## Assignment
Write out each line from the data below that includes the word "contains".

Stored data
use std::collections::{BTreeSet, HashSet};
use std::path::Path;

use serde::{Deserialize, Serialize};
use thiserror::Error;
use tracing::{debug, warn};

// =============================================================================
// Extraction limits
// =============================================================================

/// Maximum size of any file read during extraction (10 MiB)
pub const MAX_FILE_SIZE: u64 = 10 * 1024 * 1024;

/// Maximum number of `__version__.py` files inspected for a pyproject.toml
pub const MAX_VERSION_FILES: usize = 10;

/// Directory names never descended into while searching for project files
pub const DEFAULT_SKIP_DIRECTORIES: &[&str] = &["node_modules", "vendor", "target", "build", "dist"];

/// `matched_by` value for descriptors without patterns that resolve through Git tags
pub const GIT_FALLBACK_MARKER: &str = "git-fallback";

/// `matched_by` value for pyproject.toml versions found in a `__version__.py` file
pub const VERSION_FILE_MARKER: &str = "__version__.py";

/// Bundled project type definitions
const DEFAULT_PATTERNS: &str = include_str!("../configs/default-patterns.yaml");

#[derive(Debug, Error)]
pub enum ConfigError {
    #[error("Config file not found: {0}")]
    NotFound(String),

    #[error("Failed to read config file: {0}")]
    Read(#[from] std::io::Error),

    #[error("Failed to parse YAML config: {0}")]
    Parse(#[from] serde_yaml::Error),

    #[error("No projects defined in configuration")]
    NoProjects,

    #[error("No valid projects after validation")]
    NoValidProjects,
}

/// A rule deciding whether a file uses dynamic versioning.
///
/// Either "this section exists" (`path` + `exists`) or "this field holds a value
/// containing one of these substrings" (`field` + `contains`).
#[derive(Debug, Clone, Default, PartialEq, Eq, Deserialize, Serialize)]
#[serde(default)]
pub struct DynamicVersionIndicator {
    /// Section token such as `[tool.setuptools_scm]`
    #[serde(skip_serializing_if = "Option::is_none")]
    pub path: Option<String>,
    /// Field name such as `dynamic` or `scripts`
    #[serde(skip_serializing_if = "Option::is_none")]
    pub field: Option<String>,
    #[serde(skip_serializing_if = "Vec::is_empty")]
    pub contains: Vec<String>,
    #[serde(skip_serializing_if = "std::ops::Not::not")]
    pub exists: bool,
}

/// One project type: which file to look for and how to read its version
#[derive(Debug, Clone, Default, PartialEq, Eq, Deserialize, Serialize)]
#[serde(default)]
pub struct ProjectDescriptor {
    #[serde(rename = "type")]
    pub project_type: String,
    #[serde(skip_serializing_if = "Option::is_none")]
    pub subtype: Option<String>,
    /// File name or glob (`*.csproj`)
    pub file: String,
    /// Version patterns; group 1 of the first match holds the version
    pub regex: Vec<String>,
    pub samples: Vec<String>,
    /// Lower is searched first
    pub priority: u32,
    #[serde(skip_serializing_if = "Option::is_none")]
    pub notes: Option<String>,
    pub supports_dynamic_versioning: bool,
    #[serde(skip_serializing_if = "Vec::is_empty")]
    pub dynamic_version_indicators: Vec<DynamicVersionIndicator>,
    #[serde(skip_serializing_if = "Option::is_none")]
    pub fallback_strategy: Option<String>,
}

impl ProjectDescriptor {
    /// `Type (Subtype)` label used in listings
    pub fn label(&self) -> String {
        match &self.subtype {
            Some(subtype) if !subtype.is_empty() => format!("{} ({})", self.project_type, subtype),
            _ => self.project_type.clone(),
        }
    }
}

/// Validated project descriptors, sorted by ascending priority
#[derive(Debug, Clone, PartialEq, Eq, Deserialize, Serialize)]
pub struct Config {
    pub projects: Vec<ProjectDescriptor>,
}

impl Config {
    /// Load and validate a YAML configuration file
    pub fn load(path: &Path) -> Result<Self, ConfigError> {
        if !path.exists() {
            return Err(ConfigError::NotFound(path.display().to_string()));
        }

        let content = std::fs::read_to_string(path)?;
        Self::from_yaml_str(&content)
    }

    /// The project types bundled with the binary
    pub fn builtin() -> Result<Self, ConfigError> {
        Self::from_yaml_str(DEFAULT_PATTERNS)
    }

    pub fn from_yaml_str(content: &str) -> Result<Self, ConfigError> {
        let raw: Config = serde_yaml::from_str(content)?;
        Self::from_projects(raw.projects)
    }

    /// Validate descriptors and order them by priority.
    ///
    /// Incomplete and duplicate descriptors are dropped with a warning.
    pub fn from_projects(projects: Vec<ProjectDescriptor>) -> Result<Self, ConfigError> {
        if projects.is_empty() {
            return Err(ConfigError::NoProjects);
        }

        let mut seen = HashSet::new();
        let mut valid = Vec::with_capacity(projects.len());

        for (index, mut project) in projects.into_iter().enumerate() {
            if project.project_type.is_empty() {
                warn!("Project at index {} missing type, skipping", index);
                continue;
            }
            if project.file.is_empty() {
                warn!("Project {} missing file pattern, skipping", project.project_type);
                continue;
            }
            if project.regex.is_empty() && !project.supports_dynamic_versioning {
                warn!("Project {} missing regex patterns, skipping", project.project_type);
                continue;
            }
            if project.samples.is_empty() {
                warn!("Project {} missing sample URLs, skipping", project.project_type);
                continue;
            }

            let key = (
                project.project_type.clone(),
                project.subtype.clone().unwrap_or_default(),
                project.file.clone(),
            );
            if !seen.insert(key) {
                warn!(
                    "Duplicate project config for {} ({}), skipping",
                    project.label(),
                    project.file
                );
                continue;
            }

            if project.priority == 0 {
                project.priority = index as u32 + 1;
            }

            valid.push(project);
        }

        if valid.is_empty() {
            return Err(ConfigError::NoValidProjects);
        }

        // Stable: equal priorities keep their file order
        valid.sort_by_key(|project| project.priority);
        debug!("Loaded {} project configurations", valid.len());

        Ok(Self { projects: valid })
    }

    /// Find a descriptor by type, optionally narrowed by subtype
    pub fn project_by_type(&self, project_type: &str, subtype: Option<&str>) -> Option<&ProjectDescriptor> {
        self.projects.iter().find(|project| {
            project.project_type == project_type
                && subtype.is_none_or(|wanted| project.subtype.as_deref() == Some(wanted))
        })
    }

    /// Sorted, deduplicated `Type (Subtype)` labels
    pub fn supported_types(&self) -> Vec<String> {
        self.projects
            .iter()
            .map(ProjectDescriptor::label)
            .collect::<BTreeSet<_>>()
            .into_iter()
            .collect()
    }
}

## Output
/// containing one of these substrings" (`field` + `contains`).
    pub contains: Vec<String>,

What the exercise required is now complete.